Autre particularité de la synagogue de Nîmes, la présence, perchée dans les hauteurs de la salle de prière, d'une chaise, petite. Elle peut servir lors des circoncisions mais c'est surtout la chaise d'Élie, le prophète. "C'est spécifique au comtat. Seules trois ou quatre synagogues en sont dotées." Nous sommes dans une salle de prière à parler ornement et prophète mais une prière nécessite-t-elle des accessoires ? "Pour les femmes, aucun. Pour les homme, il y a la kippa, le tephillin mais aussi la talit, le châle de prière bordé de tsitsit. Avec lui, on porte les 613 commandements de la torah."

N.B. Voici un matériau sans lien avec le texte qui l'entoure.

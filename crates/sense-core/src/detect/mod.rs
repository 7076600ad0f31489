//! Capability detection.
//!
//! Each capability is checked independently: platform first, then every
//! dependency. A platform mismatch short-circuits without probing. Probes
//! never fail the pass; an error only makes a dependency absent.

pub mod environment;
pub mod hardware;
pub mod network;

pub use environment::{detect_environment, EnvironmentInfo, RuntimeVersions};
pub use hardware::{detect_hardware, Display, HardwareDevice, HardwareInfo};
pub use network::{detect_network, InternetStatus, LanInfo, NetworkInfo, ServiceCheck, VpnInfo};

use crate::catalog::Catalog;
use crate::probe::{DependencyChecker, ProbeConfig, SystemChecker};
use sense_common::{Capability, CapabilityStatus, DetectionResult, HostPlatform};
use sense_config::Settings;
use serde::Serialize;
use std::thread;
use tracing::{debug, error, info, instrument};

/// Default number of capabilities checked concurrently.
pub const DEFAULT_MAX_PARALLEL: usize = 4;

/// Classifies capabilities against a host using a dependency checker.
pub struct Detector<C> {
    checker: C,
    host: HostPlatform,
    max_parallel: usize,
}

impl<C: DependencyChecker> Detector<C> {
    pub fn new(checker: C) -> Self {
        Self {
            checker,
            host: HostPlatform::current(),
            max_parallel: DEFAULT_MAX_PARALLEL,
        }
    }

    /// Detect against another platform instead of the running one.
    pub fn with_host(mut self, host: HostPlatform) -> Self {
        self.host = host;
        self
    }

    /// Worker count; 0 is treated as 1.
    pub fn with_max_parallel(mut self, max_parallel: usize) -> Self {
        self.max_parallel = max_parallel.max(1);
        self
    }

    pub fn host(&self) -> &HostPlatform {
        &self.host
    }

    /// Classify one capability.
    pub fn check_capability(&self, capability: &Capability) -> DetectionResult {
        if !capability.platform.matches_host(&self.host) {
            debug!(capability = %capability.name, host = %self.host, "platform mismatch");
            return DetectionResult::platform_mismatch(capability.clone());
        }

        let missing = capability
            .dependencies
            .iter()
            .filter(|dep| !self.checker.check(dep))
            .cloned()
            .collect();
        DetectionResult::classify(capability.clone(), missing)
    }

    /// Classify every capability. Results are in catalog order.
    #[instrument(skip(self, catalog), fields(count = catalog.len()))]
    pub fn detect(&self, catalog: &Catalog) -> Vec<DetectionResult> {
        let capabilities = catalog.capabilities();
        if self.max_parallel <= 1 {
            return capabilities
                .iter()
                .map(|cap| self.check_capability(cap))
                .collect();
        }

        capabilities
            .chunks(self.max_parallel)
            .flat_map(|chunk| {
                thread::scope(|s| {
                    let handles: Vec<_> = chunk
                        .iter()
                        .map(|cap| (cap, s.spawn(move || self.check_capability(cap))))
                        .collect();

                    handles
                        .into_iter()
                        .map(|(cap, h)| {
                            h.join().unwrap_or_else(|_| {
                                error!(capability = %cap.name, "detection thread panicked");
                                DetectionResult::classify(cap.clone(), cap.dependencies.clone())
                            })
                        })
                        .collect::<Vec<_>>()
                })
            })
            .collect()
    }
}

/// Counts per status.
#[derive(Debug, Clone, Copy, Default, PartialEq, Eq, Serialize)]
pub struct DetectionSummary {
    pub total: usize,
    pub available: usize,
    pub degraded: usize,
    pub unavailable: usize,
}

impl DetectionSummary {
    pub fn from_results(results: &[DetectionResult]) -> Self {
        let mut summary = Self {
            total: results.len(),
            ..Self::default()
        };
        for result in results {
            match result.status() {
                CapabilityStatus::Available => summary.available += 1,
                CapabilityStatus::Degraded => summary.degraded += 1,
                CapabilityStatus::Unavailable => summary.unavailable += 1,
            }
        }
        summary
    }
}

/// Full detection output: host facts, per-capability results, counts.
#[derive(Debug, Clone, Serialize)]
pub struct DetectionReport {
    pub detected_at: String,
    pub environment: EnvironmentInfo,
    pub hardware: HardwareInfo,
    pub network: NetworkInfo,
    pub capabilities: Vec<DetectionResult>,
    pub summary: DetectionSummary,
}

/// Classify every capability in `catalog` on this machine.
pub fn detect_capabilities(catalog: &Catalog, settings: &Settings) -> Vec<DetectionResult> {
    let checker = SystemChecker::new(ProbeConfig::from(settings));
    Detector::new(checker)
        .with_max_parallel(settings.max_parallel)
        .detect(catalog)
}

/// Run detection for `catalog` on this machine with the given settings.
/// Host, hardware, and network facts are gathered alongside the
/// capabilities.
pub fn run_detection(catalog: &Catalog, settings: &Settings) -> DetectionReport {
    let (capabilities, environment, hardware, network) = thread::scope(|s| {
        let environment = s.spawn(|| detect_environment(&settings.python));
        let hardware = s.spawn(detect_hardware);
        let network = s.spawn(|| detect_network(settings.remote_service_timeout()));
        let capabilities = detect_capabilities(catalog, settings);
        (
            capabilities,
            environment.join().unwrap_or_else(|_| {
                error!("environment thread panicked");
                EnvironmentInfo::default()
            }),
            hardware.join().unwrap_or_else(|_| {
                error!("hardware thread panicked");
                HardwareInfo::default()
            }),
            network.join().unwrap_or_else(|_| {
                error!("network thread panicked");
                NetworkInfo::default()
            }),
        )
    });
    let summary = DetectionSummary::from_results(&capabilities);
    info!(
        total = summary.total,
        available = summary.available,
        degraded = summary.degraded,
        unavailable = summary.unavailable,
        "detection complete"
    );

    DetectionReport {
        detected_at: chrono::Utc::now().to_rfc3339(),
        environment,
        hardware,
        network,
        capabilities,
        summary,
    }
}

#[cfg(test)]
mod tests {
    use super::*;
    use sense_common::{Category, Dependency, Platform};
    use std::collections::HashSet;

    struct SetChecker(HashSet<&'static str>);

    impl DependencyChecker for SetChecker {
        fn check(&self, dependency: &Dependency) -> bool {
            self.0.contains(dependency.name.as_str())
        }
    }

    fn cap(name: &str) -> Capability {
        Capability::new(name, format!("./plugins/{}.sh", name), "", Category::Heartbeat)
    }

    #[test]
    fn test_zero_dependency_capability_is_available() {
        let detector = Detector::new(SetChecker(HashSet::new()));
        let result = detector.check_capability(&cap("skeptic"));
        assert!(result.available);
        assert!(!result.degraded);
    }

    #[test]
    fn test_results_keep_catalog_order_when_parallel() {
        let caps: Vec<_> = (0..11).map(|i| cap(&format!("c{}", i))).collect();
        let catalog = Catalog::new(caps).unwrap();
        let detector = Detector::new(SetChecker(HashSet::new())).with_max_parallel(3);
        let names: Vec<_> = detector
            .detect(&catalog)
            .iter()
            .map(|r| r.name().to_string())
            .collect();
        let expected: Vec<_> = (0..11).map(|i| format!("c{}", i)).collect();
        assert_eq!(names, expected);
    }

    #[test]
    fn test_platform_mismatch_on_other_host() {
        let mac_only = cap("focus").with_platform(Platform::os(&["darwin"]));
        let detector = Detector::new(SetChecker(HashSet::new()))
            .with_host(HostPlatform::new("linux", "x86_64"));
        let result = detector.check_capability(&mac_only);
        assert!(!result.available);
        assert!(result.missing_dependencies.is_empty());
    }

    #[test]
    fn test_summary_counts() {
        let detector = Detector::new(SetChecker(["git"].into_iter().collect()));
        let catalog = Catalog::new(vec![
            cap("a"),
            cap("b").with_dependency(Dependency::binary("jq", false)),
            cap("c").with_dependency(Dependency::binary("gh", true)),
            cap("d").with_dependency(Dependency::binary("git", true)),
        ])
        .unwrap();
        let summary = DetectionSummary::from_results(&detector.detect(&catalog));
        assert_eq!(
            summary,
            DetectionSummary {
                total: 4,
                available: 2,
                degraded: 1,
                unavailable: 1
            }
        );
    }
}
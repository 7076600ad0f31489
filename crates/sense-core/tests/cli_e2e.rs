//! End-to-end tests for the kuro-sense binary.
//!
//! Each test runs against a scratch agent directory and an isolated config
//! environment, and checks output plus the exit code contract.

use assert_cmd::Command;
use predicates::prelude::*;
use std::fs;
use std::path::Path;
use tempfile::TempDir;

const FIXTURE: &str = include_str!("fixtures/agent-compose.yaml");

/// Short probe timeouts so detection finishes quickly on any machine.
const FAST_SETTINGS: &str = "\
local_service_timeout_ms = 50
remote_service_timeout_ms = 50
module_probe_timeout_ms = 500
";

struct Workspace {
    agent: TempDir,
    config_home: TempDir,
}

impl Workspace {
    fn new(compose: Option<&str>) -> Self {
        let agent = TempDir::new().expect("agent dir");
        if let Some(text) = compose {
            fs::write(agent.path().join("agent-compose.yaml"), text).expect("write compose");
        }
        Self {
            agent,
            config_home: TempDir::new().expect("config home"),
        }
    }

    fn compose(&self) -> String {
        fs::read_to_string(self.agent.path().join("agent-compose.yaml")).expect("read compose")
    }

    fn settings(&self, text: &str) -> std::path::PathBuf {
        let path = self.config_home.path().join("sense.toml");
        fs::write(&path, text).expect("write settings");
        path
    }

    /// Command with config discovery pinned to this workspace.
    fn cmd(&self) -> Command {
        let mut cmd = Command::cargo_bin("kuro-sense").expect("kuro-sense binary should exist");
        cmd.env_remove("KURO_SENSE_CONFIG")
            .env_remove("KURO_SENSE_CONFIG_DIR")
            .env_remove("KURO_SENSE_LOG")
            .env_remove("RUST_LOG")
            .env("XDG_CONFIG_HOME", self.config_home.path())
            .env("KURO_SENSE_AGENT_DIR", self.agent.path());
        cmd
    }
}

fn json_stdout(output: &[u8]) -> serde_json::Value {
    serde_json::from_slice(output).expect("stdout should be JSON")
}

// ============================================================================
// Catalog and hints
// ============================================================================

mod catalog {
    use super::*;

    #[test]
    fn lists_builtin_capabilities() {
        let ws = Workspace::new(None);
        ws.cmd()
            .arg("catalog")
            .assert()
            .success()
            .stdout(predicate::str::contains("x-feed [heartbeat]"))
            .stdout(predicate::str::contains("docker"));
    }

    #[test]
    fn json_catalog_is_an_array() {
        let ws = Workspace::new(None);
        let output = ws
            .cmd()
            .args(["catalog", "--format", "json", "--category", "telegram"])
            .output()
            .unwrap();
        assert!(output.status.success());
        let value = json_stdout(&output.stdout);
        let entries = value.as_array().expect("array");
        assert_eq!(entries.len(), 1);
        assert_eq!(entries[0]["name"], "telegram-inbox");
    }

    #[test]
    fn unknown_category_is_rejected_by_parser() {
        let ws = Workspace::new(None);
        ws.cmd()
            .args(["catalog", "--category", "nope"])
            .assert()
            .failure()
            .stderr(predicate::str::contains("unknown category"));
    }

    #[test]
    fn hint_prints_install_command() {
        let ws = Workspace::new(None);
        ws.cmd()
            .args(["hint", "jq"])
            .assert()
            .success()
            .stdout("brew install jq\n");
    }

    #[test]
    fn unknown_hint_exits_with_args_error() {
        let ws = Workspace::new(None);
        ws.cmd()
            .args(["hint", "no-such-tool"])
            .assert()
            .code(10)
            .stderr(predicate::str::contains("no install hint"));
    }
}

// ============================================================================
// Apply
// ============================================================================

mod apply {
    use super::*;

    #[test]
    fn dry_run_reports_pending_and_keeps_file() {
        let ws = Workspace::new(Some(FIXTURE));
        ws.cmd()
            .args(["apply", "--enable", "x-feed", "--dry-run"])
            .assert()
            .code(1)
            .stdout(predicate::str::contains("appended"))
            .stdout(predicate::str::contains("Dry run"));
        assert_eq!(ws.compose(), FIXTURE);
    }

    #[test]
    fn apply_writes_changes() {
        let ws = Workspace::new(Some(FIXTURE));
        ws.cmd()
            .args(["apply", "--enable", "x-feed,chrome", "--disable", "docker"])
            .assert()
            .success();
        let text = ws.compose();
        assert!(text.contains("        - name: x-feed\n          script: ./plugins/x-feed.sh\n"));
        assert!(text.contains("          script: ./plugins/docker-status.sh\n          enabled: false\n"));
        assert!(text.contains("# needs CDP\n          enabled: true\n"));

        // Applying again is a no-op.
        ws.cmd()
            .args(["apply", "--enable", "x-feed,chrome", "--disable", "docker", "--dry-run"])
            .assert()
            .code(0)
            .stdout(predicate::str::contains("No changes needed."));
    }

    #[test]
    fn agent_dir_flag_overrides_environment() {
        let ws = Workspace::new(None);
        let other = TempDir::new().unwrap();
        fs::write(other.path().join("agent-compose.yaml"), FIXTURE).unwrap();
        ws.cmd()
            .args(["apply", "--disable", "docker", "--agent-dir"])
            .arg(other.path())
            .assert()
            .success();
        let text = fs::read_to_string(other.path().join("agent-compose.yaml")).unwrap();
        assert!(text.contains("enabled: false\n        - name: chrome"));
    }

    #[test]
    fn missing_target_exits_11() {
        let ws = Workspace::new(Some("agents:\n  kuro:\n    port: 3001\n"));
        ws.cmd()
            .args(["apply", "--enable", "x-feed"])
            .assert()
            .code(11)
            .stderr(predicate::str::contains("no plugin list to reconcile"));
        assert_eq!(ws.compose(), "agents:\n  kuro:\n    port: 3001\n");
    }

    #[test]
    fn conflicting_request_exits_10() {
        let ws = Workspace::new(Some(FIXTURE));
        ws.cmd()
            .args(["apply", "--enable", "docker", "--disable", "docker"])
            .assert()
            .code(10)
            .stderr(predicate::str::contains("both enable and disable"));
        assert_eq!(ws.compose(), FIXTURE);
    }

    #[test]
    fn malformed_compose_exits_12() {
        let ws = Workspace::new(Some("agents:\n\tkuro: {}\n"));
        ws.cmd()
            .args(["apply", "--enable", "x-feed"])
            .assert()
            .code(12);
    }

    #[test]
    fn missing_compose_file_exits_21() {
        let ws = Workspace::new(None);
        ws.cmd()
            .args(["apply", "--enable", "x-feed"])
            .assert()
            .code(21);
    }

    #[test]
    fn json_error_envelope() {
        let ws = Workspace::new(Some("agents:\n  kuro:\n    port: 3001\n"));
        let output = ws
            .cmd()
            .args(["apply", "--enable", "x-feed", "--format", "json"])
            .output()
            .unwrap();
        assert_eq!(output.status.code(), Some(11));
        let stderr = String::from_utf8_lossy(&output.stderr);
        let start = stderr.find("{\n").expect("JSON error on stderr");
        let value: serde_json::Value = serde_json::from_str(&stderr[start..]).unwrap();
        assert_eq!(value["status"], "error");
        assert_eq!(value["error"]["code"], "ERR_TARGET_MISSING");
        assert_eq!(value["error"]["exit_code"], 11);
    }

    #[test]
    fn json_outcome_lists_changes() {
        let ws = Workspace::new(Some(FIXTURE));
        let output = ws
            .cmd()
            .args(["apply", "--disable", "docker,ghost", "-f", "json"])
            .output()
            .unwrap();
        assert!(output.status.success());
        let value = json_stdout(&output.stdout);
        assert_eq!(value["written"], true);
        assert_eq!(value["report"]["agent"], "kuro");
        let changes = value["report"]["changes"].as_array().unwrap();
        assert_eq!(changes[0]["name"], "docker");
        assert_eq!(changes[0]["kind"], "disabled");
        assert_eq!(changes[1]["kind"], "ignored");
    }
}

// ============================================================================
// Status, detect, config
// ============================================================================

mod inspect {
    use super::*;

    #[test]
    fn status_shows_first_agent_plugins() {
        let ws = Workspace::new(Some(FIXTURE));
        ws.cmd()
            .arg("status")
            .assert()
            .success()
            .stdout(predicate::str::contains("Agent: kuro"))
            .stdout(predicate::str::contains("[off] chrome"))
            .stdout(predicate::str::contains("[on ] git-detail"));
    }

    #[test]
    fn status_summary_counts_enabled() {
        let ws = Workspace::new(Some(FIXTURE));
        ws.cmd()
            .args(["status", "--format", "summary"])
            .assert()
            .success()
            .stdout("kuro: 2 of 3 plugins enabled\n");
    }

    #[test]
    fn detect_json_has_every_capability() {
        let ws = Workspace::new(None);
        let settings = ws.settings(FAST_SETTINGS);
        let output = ws
            .cmd()
            .args(["detect", "--format", "json", "--config"])
            .arg(&settings)
            .output()
            .unwrap();
        assert!(output.status.success());
        let value = json_stdout(&output.stdout);
        let capabilities = value["capabilities"].as_array().unwrap();
        assert_eq!(capabilities.len(), 27);
        assert_eq!(value["summary"]["total"], 27);
        assert_eq!(value["environment"]["os"], std::env::consts::OS);
        assert!(value["hardware"]["cameras"].is_array());
        assert!(value["network"]["internet"]["connected"].is_boolean());
        assert_eq!(value["network"]["services"].as_array().unwrap().len(), 4);
    }

    #[test]
    fn detect_category_limits_results() {
        let ws = Workspace::new(None);
        let settings = ws.settings(FAST_SETTINGS);
        ws.cmd()
            .args(["detect", "--category", "telegram", "--format", "summary", "--config"])
            .arg(&settings)
            .assert()
            .success()
            .stdout(predicate::str::contains("(1 total)"));
    }

    #[test]
    fn invalid_config_exits_13() {
        let ws = Workspace::new(None);
        let settings = ws.settings("max_parallel = 0\n");
        ws.cmd()
            .args(["catalog", "--config"])
            .arg(&settings)
            .assert()
            .code(13)
            .stderr(predicate::str::contains("invalid config"));
    }

    #[test]
    fn missing_explicit_config_exits_13() {
        let ws = Workspace::new(None);
        ws.cmd()
            .args(["catalog", "--config"])
            .arg(Path::new("/nonexistent/sense.toml"))
            .assert()
            .code(13)
            .stderr(predicate::str::contains("config file not found"));
    }

    #[test]
    fn version_prints_package_version() {
        let ws = Workspace::new(None);
        ws.cmd()
            .arg("version")
            .assert()
            .success()
            .stdout(predicate::str::starts_with("kuro-sense "));
    }
}
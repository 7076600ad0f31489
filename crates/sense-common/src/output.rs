//! Output format specifications.

use clap::ValueEnum;
use serde::{Deserialize, Serialize};

/// Supported output formats for CLI commands.
#[derive(Debug, Clone, Copy, PartialEq, Eq, Default, ValueEnum, Serialize, Deserialize)]
#[serde(rename_all = "lowercase")]
pub enum OutputFormat {
    /// Grouped, human-readable report
    #[default]
    Human,

    /// Structured JSON for scripts and the HTTP/TUI front ends
    Json,

    /// One-line summary for quick status checks
    Summary,
}

impl OutputFormat {
    /// Whether the output is meant for machines.
    pub fn is_machine(self) -> bool {
        matches!(self, OutputFormat::Json)
    }
}

impl std::fmt::Display for OutputFormat {
    fn fmt(&self, f: &mut std::fmt::Formatter<'_>) -> std::fmt::Result {
        match self {
            OutputFormat::Human => write!(f, "human"),
            OutputFormat::Json => write!(f, "json"),
            OutputFormat::Summary => write!(f, "summary"),
        }
    }
}
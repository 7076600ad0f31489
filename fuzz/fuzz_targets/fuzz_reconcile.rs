//! Fuzz target for plugin list reconciliation.
//!
//! A successful reconcile must leave a document that parses again, and a
//! second identical pass must report no changes.

#![no_main]

use arbitrary::Arbitrary;
use libfuzzer_sys::fuzz_target;
use sense_core::compose::ComposeDocument;
use sense_core::reconcile::reconcile;
use std::path::Path;

#[derive(Debug, Arbitrary)]
struct Input<'a> {
    text: &'a str,
    enable: Vec<&'a str>,
    disable: Vec<&'a str>,
}

fuzz_target!(|input: Input<'_>| {
    let path = Path::new("fuzz.yaml");
    let Ok(mut doc) = ComposeDocument::parse(input.text, path) else {
        return;
    };
    if reconcile(&mut doc, &input.enable, &input.disable).is_err() {
        return;
    }
    let mut reparsed = ComposeDocument::parse(doc.text().to_string(), path)
        .expect("reconciled document must parse");
    let again = reconcile(&mut reparsed, &input.enable, &input.disable)
        .expect("second pass must succeed");
    assert!(!again.has_changes(), "second pass changed {:?}", again);
});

Sortons de la salle de prière pour entrer dans celle qui a pris le nom d'Aimé-Tordjman, un ministre officiant. "Ici, il y a d'anciens rouleaux de la torah qui ne sont plus casher et portant le sceau du pape. Nous avions aussi des vieux livres du Moyen-Âge portant le sceau du pape, mais ils sont à présent conservés par la bibliothèque de Nîmes car ces livres nécessitent des conditions de conservation que nous ne pouvions pas encore réunir. Mais nous y travaillons."
Chose assez rigolote, dans cette salle qui sert de salle de convivialité, de partage, il y a un baby-foot quasi collé à l'honorable bibliothèque. "Dans les années 1990, ce baby a ramené pas mal de jeunes à la synagogue ! Le rabbin était alors obligé de les tirer un à un par les oreilles pour les faire passer de cette salle à la salle de prière..."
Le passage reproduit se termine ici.